BEGIN Extracted information

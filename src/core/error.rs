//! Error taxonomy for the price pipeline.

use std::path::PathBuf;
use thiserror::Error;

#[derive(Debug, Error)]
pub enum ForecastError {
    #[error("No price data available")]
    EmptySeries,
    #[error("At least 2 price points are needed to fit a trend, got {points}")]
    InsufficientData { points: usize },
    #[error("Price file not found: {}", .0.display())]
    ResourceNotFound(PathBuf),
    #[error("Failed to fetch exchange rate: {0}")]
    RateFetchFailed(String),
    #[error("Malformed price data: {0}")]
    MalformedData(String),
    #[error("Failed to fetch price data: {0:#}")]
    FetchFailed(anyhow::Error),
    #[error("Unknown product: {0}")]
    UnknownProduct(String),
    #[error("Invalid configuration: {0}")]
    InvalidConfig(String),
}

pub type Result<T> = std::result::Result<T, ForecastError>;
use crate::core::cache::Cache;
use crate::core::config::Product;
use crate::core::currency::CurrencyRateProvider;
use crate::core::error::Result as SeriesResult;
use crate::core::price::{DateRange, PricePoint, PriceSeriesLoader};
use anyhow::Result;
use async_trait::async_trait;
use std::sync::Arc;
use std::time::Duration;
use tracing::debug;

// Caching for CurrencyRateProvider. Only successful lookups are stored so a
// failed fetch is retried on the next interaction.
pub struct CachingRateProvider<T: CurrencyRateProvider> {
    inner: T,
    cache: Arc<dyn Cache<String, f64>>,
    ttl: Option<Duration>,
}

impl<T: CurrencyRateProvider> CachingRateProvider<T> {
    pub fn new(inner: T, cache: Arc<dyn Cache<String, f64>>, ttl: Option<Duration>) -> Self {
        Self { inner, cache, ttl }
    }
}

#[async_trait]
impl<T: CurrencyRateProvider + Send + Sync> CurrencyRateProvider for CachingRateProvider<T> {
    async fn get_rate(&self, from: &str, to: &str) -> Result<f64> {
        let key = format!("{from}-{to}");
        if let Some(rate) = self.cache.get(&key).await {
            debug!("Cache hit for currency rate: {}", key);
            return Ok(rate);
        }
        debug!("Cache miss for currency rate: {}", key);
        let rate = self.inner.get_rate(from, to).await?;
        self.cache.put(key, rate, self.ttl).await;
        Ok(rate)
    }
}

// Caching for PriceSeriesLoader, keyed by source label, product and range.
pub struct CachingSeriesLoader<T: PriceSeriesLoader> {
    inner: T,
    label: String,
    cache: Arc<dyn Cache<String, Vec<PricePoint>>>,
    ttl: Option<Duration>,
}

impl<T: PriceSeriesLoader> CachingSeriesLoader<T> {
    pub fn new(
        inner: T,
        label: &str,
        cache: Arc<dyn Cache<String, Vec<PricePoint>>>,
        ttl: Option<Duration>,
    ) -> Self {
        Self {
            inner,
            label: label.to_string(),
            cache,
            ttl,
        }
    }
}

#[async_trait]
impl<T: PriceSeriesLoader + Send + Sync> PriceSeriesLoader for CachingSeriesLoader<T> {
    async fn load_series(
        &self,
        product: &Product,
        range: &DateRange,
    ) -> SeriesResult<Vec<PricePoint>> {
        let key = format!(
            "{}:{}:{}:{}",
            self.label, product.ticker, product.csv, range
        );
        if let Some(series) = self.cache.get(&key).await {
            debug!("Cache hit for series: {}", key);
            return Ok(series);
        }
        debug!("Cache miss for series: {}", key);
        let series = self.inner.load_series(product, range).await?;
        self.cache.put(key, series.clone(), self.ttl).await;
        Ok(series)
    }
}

END Extracted information
BEGIN Extracted information

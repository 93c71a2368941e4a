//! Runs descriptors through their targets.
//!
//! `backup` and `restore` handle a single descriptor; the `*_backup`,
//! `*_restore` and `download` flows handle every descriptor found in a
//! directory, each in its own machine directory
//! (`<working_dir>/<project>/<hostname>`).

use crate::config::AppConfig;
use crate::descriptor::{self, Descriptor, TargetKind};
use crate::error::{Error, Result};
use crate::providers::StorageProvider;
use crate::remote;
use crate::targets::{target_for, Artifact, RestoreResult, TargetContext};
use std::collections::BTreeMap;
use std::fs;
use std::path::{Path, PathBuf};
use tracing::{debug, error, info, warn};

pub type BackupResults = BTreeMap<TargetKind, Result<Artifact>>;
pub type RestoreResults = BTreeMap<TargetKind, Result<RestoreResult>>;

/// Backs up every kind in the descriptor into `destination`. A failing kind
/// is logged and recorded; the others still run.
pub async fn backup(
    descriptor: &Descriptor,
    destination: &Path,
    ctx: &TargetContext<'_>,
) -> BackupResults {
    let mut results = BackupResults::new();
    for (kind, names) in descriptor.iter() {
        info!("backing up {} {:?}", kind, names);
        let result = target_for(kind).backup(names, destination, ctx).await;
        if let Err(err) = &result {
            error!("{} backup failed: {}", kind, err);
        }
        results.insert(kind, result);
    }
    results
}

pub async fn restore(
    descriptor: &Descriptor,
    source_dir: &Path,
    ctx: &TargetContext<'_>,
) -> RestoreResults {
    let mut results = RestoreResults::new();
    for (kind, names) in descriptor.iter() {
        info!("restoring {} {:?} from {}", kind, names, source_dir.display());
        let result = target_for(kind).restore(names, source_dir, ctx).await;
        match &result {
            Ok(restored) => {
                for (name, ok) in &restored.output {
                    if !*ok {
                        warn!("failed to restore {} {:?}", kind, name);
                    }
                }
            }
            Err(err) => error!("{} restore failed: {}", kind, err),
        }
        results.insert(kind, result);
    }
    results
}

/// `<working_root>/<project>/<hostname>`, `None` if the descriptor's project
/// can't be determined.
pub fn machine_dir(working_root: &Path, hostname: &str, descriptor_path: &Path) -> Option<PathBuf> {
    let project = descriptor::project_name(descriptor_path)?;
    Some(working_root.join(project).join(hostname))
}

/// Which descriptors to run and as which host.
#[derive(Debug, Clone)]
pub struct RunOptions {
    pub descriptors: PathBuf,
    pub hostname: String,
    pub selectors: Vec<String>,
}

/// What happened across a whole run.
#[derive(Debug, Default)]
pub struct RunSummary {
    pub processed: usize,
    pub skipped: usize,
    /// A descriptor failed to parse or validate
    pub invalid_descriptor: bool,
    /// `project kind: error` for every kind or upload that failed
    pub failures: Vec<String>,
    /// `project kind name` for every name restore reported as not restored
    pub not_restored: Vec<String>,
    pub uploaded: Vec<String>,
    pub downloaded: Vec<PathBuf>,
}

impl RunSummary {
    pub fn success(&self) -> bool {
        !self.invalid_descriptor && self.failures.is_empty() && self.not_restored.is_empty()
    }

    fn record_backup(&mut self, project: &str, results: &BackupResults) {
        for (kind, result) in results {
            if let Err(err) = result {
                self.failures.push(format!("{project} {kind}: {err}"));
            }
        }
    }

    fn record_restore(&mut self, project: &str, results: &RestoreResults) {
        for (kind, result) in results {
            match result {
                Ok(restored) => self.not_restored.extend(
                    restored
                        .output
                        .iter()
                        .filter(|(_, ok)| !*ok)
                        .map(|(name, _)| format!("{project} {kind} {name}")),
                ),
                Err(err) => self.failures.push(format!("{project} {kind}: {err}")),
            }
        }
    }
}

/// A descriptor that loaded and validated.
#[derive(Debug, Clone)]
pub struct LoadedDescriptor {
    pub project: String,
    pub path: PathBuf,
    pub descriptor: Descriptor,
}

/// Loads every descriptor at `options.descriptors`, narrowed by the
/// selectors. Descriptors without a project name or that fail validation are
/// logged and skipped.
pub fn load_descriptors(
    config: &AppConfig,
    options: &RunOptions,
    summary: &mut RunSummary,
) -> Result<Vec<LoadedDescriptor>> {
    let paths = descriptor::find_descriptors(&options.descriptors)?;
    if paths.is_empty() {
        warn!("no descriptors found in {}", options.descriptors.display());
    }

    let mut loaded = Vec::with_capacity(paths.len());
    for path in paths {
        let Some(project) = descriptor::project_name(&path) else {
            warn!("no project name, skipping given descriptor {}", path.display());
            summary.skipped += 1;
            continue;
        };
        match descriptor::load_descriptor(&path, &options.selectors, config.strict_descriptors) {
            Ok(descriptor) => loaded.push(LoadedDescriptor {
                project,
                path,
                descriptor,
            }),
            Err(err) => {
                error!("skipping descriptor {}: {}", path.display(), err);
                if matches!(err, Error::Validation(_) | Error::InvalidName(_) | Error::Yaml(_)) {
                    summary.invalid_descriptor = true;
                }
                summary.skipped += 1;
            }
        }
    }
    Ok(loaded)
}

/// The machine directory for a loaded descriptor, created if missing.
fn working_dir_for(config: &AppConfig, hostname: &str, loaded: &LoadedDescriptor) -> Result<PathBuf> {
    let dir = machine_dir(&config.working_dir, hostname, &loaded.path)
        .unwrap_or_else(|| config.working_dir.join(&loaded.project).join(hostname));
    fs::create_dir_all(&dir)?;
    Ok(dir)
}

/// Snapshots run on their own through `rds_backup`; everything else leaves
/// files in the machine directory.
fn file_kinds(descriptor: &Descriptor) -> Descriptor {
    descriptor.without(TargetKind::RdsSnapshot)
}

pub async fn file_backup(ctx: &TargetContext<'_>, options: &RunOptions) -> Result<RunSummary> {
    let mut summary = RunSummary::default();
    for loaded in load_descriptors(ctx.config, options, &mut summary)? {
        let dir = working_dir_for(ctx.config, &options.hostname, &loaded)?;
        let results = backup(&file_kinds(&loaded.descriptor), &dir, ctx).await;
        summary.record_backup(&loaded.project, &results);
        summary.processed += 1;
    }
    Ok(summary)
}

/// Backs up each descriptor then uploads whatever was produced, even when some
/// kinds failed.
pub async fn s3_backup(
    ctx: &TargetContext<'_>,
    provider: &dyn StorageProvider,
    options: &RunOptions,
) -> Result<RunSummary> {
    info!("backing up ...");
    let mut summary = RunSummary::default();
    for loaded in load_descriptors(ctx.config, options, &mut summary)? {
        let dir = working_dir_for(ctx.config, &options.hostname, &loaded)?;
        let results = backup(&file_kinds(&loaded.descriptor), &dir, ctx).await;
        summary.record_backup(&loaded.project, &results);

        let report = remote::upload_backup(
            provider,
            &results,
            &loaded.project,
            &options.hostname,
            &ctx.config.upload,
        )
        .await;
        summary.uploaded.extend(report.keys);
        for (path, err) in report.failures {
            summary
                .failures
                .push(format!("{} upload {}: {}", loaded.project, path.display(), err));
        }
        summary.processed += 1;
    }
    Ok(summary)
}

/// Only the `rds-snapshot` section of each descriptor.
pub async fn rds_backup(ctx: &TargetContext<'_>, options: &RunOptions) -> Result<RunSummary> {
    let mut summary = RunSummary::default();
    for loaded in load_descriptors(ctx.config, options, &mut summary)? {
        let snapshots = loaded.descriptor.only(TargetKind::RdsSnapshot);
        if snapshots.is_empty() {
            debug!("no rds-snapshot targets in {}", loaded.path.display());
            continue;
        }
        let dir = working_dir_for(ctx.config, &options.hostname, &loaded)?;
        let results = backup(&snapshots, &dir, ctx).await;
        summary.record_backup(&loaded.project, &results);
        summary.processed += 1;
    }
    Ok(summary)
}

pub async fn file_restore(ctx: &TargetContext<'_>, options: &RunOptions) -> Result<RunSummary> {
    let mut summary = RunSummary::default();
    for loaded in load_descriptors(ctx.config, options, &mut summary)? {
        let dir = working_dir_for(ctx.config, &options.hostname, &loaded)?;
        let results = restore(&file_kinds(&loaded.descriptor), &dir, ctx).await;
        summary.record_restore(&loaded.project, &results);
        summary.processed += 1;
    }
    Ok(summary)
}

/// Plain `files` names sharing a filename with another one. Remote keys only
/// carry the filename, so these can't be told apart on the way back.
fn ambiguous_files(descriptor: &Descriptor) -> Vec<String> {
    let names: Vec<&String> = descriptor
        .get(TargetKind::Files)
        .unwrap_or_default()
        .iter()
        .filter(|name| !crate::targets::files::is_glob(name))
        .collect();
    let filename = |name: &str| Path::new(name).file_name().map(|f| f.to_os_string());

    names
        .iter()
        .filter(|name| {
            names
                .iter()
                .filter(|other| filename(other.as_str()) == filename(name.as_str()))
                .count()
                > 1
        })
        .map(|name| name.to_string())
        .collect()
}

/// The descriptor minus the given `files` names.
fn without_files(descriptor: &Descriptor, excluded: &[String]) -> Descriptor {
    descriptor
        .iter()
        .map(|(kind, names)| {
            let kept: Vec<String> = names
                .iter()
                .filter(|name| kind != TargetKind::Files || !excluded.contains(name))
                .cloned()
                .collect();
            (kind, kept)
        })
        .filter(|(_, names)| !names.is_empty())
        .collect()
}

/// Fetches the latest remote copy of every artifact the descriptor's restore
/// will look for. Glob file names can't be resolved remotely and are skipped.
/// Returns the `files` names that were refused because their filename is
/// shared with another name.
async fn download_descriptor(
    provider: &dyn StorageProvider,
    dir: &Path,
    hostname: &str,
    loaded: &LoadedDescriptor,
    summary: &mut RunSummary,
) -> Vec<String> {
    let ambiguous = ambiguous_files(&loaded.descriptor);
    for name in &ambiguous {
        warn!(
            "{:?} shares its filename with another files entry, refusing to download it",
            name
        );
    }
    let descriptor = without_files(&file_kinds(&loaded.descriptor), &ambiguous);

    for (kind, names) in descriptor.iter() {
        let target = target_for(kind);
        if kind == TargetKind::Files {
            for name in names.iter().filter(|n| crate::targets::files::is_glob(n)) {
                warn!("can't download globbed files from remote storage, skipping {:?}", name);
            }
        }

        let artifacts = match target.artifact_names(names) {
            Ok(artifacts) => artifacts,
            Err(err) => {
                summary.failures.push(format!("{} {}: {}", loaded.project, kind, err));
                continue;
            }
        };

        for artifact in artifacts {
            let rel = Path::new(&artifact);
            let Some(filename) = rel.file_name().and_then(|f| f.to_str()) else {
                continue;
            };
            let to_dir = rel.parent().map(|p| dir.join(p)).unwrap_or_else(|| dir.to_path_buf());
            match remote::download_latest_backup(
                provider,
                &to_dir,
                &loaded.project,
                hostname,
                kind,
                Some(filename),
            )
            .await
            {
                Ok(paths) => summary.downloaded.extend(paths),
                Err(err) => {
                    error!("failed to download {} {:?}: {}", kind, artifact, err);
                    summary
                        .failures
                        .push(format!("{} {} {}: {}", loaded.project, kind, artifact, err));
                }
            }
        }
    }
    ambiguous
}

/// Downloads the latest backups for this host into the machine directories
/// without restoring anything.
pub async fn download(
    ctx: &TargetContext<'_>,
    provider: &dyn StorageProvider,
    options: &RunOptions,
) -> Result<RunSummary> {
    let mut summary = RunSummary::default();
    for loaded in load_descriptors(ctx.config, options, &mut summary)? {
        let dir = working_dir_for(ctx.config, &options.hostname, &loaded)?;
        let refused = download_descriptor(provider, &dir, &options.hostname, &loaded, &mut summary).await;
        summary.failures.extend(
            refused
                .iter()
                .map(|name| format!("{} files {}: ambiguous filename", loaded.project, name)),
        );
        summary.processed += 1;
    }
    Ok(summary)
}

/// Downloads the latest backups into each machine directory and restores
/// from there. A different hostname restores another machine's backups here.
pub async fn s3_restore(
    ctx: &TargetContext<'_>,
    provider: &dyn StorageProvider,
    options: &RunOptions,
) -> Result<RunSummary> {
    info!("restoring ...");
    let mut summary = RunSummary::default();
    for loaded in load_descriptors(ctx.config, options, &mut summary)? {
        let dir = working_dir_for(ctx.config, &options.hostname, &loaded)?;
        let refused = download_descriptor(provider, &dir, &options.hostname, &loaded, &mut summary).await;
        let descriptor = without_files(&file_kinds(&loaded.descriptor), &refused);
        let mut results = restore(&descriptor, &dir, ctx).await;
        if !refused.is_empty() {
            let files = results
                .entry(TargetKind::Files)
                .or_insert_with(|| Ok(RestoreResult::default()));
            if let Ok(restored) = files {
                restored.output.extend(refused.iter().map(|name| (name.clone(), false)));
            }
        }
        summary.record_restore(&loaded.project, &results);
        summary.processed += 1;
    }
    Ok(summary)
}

END Extracted information
BEGIN Extracted information

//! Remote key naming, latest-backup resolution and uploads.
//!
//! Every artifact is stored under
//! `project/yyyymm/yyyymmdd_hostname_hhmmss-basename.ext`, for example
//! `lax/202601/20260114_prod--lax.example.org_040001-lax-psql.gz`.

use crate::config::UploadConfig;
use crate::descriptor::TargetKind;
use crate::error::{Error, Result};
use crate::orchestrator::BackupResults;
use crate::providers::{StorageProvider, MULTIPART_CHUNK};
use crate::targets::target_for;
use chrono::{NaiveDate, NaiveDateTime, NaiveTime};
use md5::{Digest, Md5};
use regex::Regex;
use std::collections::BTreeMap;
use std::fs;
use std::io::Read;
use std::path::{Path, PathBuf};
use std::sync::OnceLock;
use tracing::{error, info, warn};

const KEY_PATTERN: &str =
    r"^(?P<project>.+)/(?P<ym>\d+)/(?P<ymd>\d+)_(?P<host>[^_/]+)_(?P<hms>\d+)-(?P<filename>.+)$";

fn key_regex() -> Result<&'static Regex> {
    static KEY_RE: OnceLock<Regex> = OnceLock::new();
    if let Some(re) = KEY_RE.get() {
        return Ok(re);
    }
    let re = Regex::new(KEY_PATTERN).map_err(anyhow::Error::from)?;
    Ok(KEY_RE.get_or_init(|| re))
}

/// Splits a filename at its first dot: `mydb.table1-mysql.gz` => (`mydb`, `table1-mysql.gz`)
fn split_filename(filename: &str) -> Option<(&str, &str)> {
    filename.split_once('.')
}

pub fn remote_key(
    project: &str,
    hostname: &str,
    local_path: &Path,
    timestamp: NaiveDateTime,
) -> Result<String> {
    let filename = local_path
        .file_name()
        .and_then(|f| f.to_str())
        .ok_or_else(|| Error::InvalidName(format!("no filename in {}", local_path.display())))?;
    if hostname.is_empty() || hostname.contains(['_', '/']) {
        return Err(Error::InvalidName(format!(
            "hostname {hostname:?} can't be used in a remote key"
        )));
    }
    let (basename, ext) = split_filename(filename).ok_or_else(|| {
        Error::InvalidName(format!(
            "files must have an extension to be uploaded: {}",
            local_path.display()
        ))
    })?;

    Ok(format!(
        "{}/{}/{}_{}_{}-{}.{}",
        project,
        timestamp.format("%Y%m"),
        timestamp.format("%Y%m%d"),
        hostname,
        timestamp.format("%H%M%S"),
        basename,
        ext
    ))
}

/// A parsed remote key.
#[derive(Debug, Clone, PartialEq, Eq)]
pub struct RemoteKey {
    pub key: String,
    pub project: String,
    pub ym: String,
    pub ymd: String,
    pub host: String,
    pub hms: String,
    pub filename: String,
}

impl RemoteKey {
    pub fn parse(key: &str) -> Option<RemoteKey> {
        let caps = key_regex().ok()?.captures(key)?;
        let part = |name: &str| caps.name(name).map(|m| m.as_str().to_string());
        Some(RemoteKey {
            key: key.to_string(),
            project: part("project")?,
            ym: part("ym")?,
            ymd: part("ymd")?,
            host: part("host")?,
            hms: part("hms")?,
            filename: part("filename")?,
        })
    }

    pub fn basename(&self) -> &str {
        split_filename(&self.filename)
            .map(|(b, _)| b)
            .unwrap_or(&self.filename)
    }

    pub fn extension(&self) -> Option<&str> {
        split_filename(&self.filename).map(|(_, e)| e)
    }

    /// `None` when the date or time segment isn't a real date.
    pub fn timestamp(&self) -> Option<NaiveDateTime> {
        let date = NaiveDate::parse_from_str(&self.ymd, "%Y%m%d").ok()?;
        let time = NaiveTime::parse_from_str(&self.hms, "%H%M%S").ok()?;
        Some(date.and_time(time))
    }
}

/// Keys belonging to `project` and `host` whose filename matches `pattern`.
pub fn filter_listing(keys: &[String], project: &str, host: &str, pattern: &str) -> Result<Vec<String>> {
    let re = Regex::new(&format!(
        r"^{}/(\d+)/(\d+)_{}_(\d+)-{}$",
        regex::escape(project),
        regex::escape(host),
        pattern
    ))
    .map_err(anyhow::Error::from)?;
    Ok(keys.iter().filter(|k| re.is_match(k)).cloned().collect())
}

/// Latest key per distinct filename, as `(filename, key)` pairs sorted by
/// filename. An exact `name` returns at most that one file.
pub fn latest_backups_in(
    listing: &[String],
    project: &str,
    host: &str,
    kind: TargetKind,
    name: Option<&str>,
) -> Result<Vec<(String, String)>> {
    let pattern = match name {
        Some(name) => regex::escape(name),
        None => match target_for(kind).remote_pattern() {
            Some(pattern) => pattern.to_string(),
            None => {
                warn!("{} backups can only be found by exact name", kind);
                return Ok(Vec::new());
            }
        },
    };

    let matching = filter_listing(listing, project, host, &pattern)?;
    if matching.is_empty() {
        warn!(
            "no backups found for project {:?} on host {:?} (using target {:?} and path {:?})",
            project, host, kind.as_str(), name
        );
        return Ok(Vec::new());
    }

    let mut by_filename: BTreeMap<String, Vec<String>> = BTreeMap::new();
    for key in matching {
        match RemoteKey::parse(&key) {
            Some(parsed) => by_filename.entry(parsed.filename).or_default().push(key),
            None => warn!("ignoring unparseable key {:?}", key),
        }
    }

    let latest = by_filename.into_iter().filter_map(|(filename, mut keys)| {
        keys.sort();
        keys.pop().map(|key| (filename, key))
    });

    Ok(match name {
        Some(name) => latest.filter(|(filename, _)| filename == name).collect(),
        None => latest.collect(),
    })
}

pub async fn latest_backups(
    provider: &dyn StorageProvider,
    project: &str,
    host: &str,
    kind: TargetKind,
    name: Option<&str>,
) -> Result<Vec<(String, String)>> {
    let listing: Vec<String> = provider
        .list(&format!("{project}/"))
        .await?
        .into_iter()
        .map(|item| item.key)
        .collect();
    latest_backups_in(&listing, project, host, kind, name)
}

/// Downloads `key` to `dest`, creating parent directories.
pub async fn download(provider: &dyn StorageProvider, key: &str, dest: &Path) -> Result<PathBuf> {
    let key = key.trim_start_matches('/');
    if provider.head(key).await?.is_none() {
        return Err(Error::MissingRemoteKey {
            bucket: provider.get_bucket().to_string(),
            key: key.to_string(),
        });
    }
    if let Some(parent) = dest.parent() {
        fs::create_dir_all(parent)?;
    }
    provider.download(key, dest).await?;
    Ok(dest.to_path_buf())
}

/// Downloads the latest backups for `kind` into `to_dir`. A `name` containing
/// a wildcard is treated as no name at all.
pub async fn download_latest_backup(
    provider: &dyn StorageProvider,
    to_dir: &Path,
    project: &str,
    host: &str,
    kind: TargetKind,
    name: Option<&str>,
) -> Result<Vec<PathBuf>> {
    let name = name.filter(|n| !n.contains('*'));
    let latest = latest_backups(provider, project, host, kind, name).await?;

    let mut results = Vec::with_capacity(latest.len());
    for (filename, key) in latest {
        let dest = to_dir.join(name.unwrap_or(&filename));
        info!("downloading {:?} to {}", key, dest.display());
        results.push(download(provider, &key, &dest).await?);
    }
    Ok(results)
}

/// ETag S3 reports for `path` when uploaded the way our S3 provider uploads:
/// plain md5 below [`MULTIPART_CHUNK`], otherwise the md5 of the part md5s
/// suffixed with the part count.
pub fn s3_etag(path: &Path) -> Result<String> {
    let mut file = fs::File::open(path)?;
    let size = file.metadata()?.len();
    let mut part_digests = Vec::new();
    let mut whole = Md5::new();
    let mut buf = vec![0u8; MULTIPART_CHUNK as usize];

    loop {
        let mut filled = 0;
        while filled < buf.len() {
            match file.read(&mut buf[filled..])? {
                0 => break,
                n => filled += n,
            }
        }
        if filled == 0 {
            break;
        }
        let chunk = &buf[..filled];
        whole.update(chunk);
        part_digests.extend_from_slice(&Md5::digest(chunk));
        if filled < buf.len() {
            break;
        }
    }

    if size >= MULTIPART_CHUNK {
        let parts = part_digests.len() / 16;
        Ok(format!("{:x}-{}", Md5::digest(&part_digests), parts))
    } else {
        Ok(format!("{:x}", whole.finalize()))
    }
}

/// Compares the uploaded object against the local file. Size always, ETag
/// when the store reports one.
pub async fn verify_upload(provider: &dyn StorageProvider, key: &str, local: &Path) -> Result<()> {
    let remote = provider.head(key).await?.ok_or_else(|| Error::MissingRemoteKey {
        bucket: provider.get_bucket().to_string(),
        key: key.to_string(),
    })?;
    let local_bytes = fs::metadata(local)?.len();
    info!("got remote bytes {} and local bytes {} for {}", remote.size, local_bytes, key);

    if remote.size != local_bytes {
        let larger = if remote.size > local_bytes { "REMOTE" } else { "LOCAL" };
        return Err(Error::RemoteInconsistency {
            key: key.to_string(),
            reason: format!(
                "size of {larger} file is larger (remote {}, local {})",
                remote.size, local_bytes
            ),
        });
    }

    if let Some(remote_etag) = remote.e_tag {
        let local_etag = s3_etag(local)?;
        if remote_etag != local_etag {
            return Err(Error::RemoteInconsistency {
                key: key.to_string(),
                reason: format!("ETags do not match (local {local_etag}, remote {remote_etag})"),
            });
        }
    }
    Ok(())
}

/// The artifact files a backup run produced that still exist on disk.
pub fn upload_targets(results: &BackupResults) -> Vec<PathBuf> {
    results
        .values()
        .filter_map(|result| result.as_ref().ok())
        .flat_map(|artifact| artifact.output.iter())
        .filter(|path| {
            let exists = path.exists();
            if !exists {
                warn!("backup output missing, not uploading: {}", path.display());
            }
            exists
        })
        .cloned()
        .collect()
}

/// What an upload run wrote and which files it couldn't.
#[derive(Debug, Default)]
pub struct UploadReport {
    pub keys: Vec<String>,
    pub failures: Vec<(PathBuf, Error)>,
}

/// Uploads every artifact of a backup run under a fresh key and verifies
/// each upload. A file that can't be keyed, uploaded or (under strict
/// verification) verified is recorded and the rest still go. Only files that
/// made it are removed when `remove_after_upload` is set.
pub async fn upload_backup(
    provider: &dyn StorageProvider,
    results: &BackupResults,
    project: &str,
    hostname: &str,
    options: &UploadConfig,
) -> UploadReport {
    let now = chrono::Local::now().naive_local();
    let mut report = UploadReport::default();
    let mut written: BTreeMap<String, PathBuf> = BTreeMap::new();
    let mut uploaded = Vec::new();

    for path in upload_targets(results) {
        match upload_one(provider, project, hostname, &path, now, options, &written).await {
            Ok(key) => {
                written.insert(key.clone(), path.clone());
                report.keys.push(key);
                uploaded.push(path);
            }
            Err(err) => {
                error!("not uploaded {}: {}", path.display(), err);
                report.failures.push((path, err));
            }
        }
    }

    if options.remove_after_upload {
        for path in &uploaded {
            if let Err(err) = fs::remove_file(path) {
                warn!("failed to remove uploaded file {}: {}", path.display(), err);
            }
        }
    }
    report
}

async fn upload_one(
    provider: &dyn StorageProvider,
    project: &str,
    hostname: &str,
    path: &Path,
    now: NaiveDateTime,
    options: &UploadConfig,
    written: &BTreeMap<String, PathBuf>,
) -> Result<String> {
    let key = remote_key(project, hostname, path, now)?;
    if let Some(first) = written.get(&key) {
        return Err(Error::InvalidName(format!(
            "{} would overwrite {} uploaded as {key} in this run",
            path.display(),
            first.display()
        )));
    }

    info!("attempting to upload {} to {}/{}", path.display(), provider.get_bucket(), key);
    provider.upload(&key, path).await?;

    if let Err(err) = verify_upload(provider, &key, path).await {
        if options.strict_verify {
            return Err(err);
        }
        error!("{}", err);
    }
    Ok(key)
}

END Extracted information

> _What you have to do_:
From the records above, transcribe exactly the run of lines that opens with the line holding "ETag S3 reports" and closes with the line holding "let larger = if", both included.

> _Exercise answer_:
/// ETag S3 reports for `path` when uploaded the way our S3 provider uploads:
/// plain md5 below [`MULTIPART_CHUNK`], otherwise the md5 of the part md5s
/// suffixed with the part count.
pub fn s3_etag(path: &Path) -> Result<String> {
    let mut file = fs::File::open(path)?;
    let size = file.metadata()?.len();
    let mut part_digests = Vec::new();
    let mut whole = Md5::new();
    let mut buf = vec![0u8; MULTIPART_CHUNK as usize];

    loop {
        let mut filled = 0;
        while filled < buf.len() {
            match file.read(&mut buf[filled..])? {
                0 => break,
                n => filled += n,
            }
        }
        if filled == 0 {
            break;
        }
        let chunk = &buf[..filled];
        whole.update(chunk);
        part_digests.extend_from_slice(&Md5::digest(chunk));
        if filled < buf.len() {
            break;
        }
    }

    if size >= MULTIPART_CHUNK {
        let parts = part_digests.len() / 16;
        Ok(format!("{:x}-{}", Md5::digest(&part_digests), parts))
    } else {
        Ok(format!("{:x}", whole.finalize()))
    }
}

/// Compares the uploaded object against the local file. Size always, ETag
/// when the store reports one.
pub async fn verify_upload(provider: &dyn StorageProvider, key: &str, local: &Path) -> Result<()> {
    let remote = provider.head(key).await?.ok_or_else(|| Error::MissingRemoteKey {
        bucket: provider.get_bucket().to_string(),
        key: key.to_string(),
    })?;
    let local_bytes = fs::metadata(local)?.len();
    info!("got remote bytes {} and local bytes {} for {}", remote.size, local_bytes, key);

    if remote.size != local_bytes {
        let larger = if remote.size > local_bytes { "REMOTE" } else { "LOCAL" };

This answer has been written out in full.